(Data section)
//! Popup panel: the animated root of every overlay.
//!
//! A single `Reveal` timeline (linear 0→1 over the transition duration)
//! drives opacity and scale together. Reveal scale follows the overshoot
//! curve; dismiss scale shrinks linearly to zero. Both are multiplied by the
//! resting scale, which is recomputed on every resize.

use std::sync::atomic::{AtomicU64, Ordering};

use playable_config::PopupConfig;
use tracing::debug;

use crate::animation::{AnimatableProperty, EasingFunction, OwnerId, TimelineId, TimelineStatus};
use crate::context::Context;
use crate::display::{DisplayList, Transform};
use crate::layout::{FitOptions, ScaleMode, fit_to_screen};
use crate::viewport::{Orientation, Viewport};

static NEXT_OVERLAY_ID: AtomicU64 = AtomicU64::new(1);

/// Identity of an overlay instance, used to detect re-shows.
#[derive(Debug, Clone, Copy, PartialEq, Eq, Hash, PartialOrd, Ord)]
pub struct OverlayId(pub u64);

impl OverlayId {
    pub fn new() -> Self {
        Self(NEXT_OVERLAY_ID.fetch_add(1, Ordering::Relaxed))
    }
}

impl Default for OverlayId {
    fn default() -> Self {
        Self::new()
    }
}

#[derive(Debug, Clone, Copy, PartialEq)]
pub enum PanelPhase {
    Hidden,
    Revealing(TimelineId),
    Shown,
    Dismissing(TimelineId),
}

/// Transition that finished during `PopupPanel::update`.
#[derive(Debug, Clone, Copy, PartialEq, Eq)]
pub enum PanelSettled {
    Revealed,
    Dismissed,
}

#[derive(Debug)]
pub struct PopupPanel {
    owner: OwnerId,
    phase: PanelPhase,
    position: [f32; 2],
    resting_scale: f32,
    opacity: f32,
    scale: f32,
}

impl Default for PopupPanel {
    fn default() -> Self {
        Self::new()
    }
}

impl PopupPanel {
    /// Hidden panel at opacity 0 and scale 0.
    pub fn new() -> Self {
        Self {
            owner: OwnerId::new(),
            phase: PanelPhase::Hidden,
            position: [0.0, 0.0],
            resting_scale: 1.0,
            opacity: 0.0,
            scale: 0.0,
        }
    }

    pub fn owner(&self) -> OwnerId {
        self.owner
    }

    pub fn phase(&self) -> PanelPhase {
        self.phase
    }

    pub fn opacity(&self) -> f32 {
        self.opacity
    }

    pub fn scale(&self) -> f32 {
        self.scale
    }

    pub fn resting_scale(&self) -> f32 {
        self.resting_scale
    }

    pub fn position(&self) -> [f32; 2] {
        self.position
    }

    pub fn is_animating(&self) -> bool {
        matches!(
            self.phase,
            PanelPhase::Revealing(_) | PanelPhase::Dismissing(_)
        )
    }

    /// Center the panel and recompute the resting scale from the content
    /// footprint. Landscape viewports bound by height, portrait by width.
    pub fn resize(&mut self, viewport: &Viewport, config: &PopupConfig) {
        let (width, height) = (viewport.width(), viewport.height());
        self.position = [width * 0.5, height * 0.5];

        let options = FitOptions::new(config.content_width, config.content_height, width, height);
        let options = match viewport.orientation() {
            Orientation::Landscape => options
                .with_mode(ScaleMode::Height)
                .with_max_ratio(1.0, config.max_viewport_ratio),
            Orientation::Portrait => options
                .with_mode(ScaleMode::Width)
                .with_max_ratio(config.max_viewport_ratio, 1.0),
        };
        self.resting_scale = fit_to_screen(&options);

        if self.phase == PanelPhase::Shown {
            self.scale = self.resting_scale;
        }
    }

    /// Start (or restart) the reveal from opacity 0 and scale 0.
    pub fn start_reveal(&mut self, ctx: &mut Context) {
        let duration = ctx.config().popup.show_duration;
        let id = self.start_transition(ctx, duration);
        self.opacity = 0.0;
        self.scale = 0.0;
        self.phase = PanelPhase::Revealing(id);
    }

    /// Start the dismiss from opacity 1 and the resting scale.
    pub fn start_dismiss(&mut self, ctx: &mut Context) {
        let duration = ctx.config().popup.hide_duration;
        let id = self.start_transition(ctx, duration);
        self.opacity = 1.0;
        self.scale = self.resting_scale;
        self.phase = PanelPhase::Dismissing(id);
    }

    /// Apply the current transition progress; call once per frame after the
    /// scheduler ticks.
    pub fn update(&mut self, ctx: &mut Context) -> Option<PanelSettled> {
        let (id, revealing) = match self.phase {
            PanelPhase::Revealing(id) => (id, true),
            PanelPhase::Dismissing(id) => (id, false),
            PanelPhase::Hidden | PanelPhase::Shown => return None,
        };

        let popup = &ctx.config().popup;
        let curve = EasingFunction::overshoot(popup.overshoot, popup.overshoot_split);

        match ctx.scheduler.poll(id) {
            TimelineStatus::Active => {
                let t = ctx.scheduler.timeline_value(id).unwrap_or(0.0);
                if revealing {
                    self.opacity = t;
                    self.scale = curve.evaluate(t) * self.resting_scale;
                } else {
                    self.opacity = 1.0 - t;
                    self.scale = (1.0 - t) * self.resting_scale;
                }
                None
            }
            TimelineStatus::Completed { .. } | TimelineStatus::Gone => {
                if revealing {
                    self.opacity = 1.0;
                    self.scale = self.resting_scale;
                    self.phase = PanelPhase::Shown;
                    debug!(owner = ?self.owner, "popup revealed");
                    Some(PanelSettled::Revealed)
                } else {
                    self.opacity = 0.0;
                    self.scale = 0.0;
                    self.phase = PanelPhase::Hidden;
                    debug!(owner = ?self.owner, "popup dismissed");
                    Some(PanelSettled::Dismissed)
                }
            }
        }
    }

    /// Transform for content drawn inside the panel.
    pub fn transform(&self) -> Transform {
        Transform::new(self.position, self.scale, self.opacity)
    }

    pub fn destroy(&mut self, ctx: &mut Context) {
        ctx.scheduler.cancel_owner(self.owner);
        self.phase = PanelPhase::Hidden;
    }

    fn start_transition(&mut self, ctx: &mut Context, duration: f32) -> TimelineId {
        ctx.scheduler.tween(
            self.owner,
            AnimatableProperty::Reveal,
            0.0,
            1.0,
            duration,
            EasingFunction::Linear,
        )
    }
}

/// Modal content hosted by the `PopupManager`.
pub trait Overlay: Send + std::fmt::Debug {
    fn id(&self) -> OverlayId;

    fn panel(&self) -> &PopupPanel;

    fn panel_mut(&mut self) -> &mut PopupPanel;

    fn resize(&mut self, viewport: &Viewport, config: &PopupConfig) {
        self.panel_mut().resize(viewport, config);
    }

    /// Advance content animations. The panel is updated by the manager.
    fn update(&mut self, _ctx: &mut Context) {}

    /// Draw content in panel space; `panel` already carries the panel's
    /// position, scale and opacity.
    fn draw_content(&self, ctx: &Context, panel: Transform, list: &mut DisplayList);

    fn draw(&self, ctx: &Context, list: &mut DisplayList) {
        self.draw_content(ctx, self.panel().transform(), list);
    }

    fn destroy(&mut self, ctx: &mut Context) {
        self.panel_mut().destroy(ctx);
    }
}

(What this task involves)
Copy the lines of the data above exactly as written, beginning with the line containing "self.position = [width" and ending with the line containing "let t = ctx.scheduler.timeline_value(id).unwrap_or(0.0);", and leave out all other lines.

(Response below)
        self.position = [width * 0.5, height * 0.5];

        let options = FitOptions::new(config.content_width, config.content_height, width, height);
        let options = match viewport.orientation() {
            Orientation::Landscape => options
                .with_mode(ScaleMode::Height)
                .with_max_ratio(1.0, config.max_viewport_ratio),
            Orientation::Portrait => options
                .with_mode(ScaleMode::Width)
                .with_max_ratio(config.max_viewport_ratio, 1.0),
        };
        self.resting_scale = fit_to_screen(&options);

        if self.phase == PanelPhase::Shown {
            self.scale = self.resting_scale;
        }
    }

    /// Start (or restart) the reveal from opacity 0 and scale 0.
    pub fn start_reveal(&mut self, ctx: &mut Context) {
        let duration = ctx.config().popup.show_duration;
        let id = self.start_transition(ctx, duration);
        self.opacity = 0.0;
        self.scale = 0.0;
        self.phase = PanelPhase::Revealing(id);
    }

    /// Start the dismiss from opacity 1 and the resting scale.
    pub fn start_dismiss(&mut self, ctx: &mut Context) {
        let duration = ctx.config().popup.hide_duration;
        let id = self.start_transition(ctx, duration);
        self.opacity = 1.0;
        self.scale = self.resting_scale;
        self.phase = PanelPhase::Dismissing(id);
    }

    /// Apply the current transition progress; call once per frame after the
    /// scheduler ticks.
    pub fn update(&mut self, ctx: &mut Context) -> Option<PanelSettled> {
        let (id, revealing) = match self.phase {
            PanelPhase::Revealing(id) => (id, true),
            PanelPhase::Dismissing(id) => (id, false),
            PanelPhase::Hidden | PanelPhase::Shown => return None,
        };

        let popup = &ctx.config().popup;
        let curve = EasingFunction::overshoot(popup.overshoot, popup.overshoot_split);

        match ctx.scheduler.poll(id) {
            TimelineStatus::Active => {
                let t = ctx.scheduler.timeline_value(id).unwrap_or(0.0);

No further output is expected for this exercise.